[Provided data Boundary: Start]

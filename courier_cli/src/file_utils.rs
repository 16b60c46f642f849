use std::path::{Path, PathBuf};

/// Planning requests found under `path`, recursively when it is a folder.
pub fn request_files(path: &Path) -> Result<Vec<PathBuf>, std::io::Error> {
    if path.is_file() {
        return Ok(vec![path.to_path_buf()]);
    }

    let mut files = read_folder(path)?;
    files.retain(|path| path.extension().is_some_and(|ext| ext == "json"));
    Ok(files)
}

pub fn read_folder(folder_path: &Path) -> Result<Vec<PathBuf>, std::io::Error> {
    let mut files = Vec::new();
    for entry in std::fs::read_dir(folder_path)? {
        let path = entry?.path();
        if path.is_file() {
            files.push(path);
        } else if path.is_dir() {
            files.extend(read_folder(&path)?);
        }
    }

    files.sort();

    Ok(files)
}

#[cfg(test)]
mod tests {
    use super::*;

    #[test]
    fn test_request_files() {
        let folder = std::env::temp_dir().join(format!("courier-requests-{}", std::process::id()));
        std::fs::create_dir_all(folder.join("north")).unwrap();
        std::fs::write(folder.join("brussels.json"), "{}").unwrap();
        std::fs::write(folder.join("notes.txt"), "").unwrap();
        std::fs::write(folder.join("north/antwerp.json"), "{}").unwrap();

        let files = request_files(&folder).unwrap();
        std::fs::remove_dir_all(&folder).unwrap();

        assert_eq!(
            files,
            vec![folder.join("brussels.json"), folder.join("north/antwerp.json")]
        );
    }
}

[Provided data Boundary: End]
[Provided data Boundary: Start]

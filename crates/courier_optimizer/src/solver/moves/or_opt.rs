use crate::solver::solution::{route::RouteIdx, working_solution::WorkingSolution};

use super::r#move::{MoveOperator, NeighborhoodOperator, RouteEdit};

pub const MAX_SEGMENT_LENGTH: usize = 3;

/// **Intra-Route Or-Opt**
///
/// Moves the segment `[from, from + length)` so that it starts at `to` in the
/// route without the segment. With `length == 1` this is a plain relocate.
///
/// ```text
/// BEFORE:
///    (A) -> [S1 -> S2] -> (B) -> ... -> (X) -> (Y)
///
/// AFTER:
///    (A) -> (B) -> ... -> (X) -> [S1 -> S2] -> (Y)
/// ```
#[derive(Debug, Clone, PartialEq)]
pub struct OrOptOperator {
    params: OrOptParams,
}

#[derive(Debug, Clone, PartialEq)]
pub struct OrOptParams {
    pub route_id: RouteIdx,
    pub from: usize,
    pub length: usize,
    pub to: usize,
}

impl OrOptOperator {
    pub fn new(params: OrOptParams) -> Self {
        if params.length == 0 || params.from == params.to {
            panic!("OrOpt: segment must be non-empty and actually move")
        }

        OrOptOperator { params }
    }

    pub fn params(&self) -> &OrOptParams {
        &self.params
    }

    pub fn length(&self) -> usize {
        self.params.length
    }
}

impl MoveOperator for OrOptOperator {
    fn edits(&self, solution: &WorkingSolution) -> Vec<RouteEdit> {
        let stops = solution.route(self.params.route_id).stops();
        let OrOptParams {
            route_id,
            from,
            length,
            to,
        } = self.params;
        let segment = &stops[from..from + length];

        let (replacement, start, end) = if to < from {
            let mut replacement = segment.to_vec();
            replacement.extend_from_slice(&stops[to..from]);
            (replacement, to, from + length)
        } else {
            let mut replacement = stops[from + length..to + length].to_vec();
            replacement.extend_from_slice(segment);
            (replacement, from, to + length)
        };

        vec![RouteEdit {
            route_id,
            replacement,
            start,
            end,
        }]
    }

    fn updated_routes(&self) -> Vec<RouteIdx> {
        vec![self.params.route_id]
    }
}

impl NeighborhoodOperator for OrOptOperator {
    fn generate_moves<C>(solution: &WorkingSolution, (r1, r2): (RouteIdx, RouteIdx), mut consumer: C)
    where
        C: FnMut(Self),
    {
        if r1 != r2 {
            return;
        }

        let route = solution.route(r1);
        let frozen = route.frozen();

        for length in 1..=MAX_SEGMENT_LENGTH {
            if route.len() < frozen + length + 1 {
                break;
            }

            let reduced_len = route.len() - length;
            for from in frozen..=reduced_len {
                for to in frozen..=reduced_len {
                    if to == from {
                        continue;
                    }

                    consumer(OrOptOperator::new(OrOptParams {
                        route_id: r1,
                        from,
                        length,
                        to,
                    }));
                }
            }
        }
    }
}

[Provided data Boundary: End]

[Your assignment]: Within the data above, find the lines that contain the word "requests" and copy each of them.

[Exercise response]:
/// Planning requests found under `path`, recursively when it is a folder.
        let folder = std::env::temp_dir().join(format!("courier-requests-{}", std::process::id()));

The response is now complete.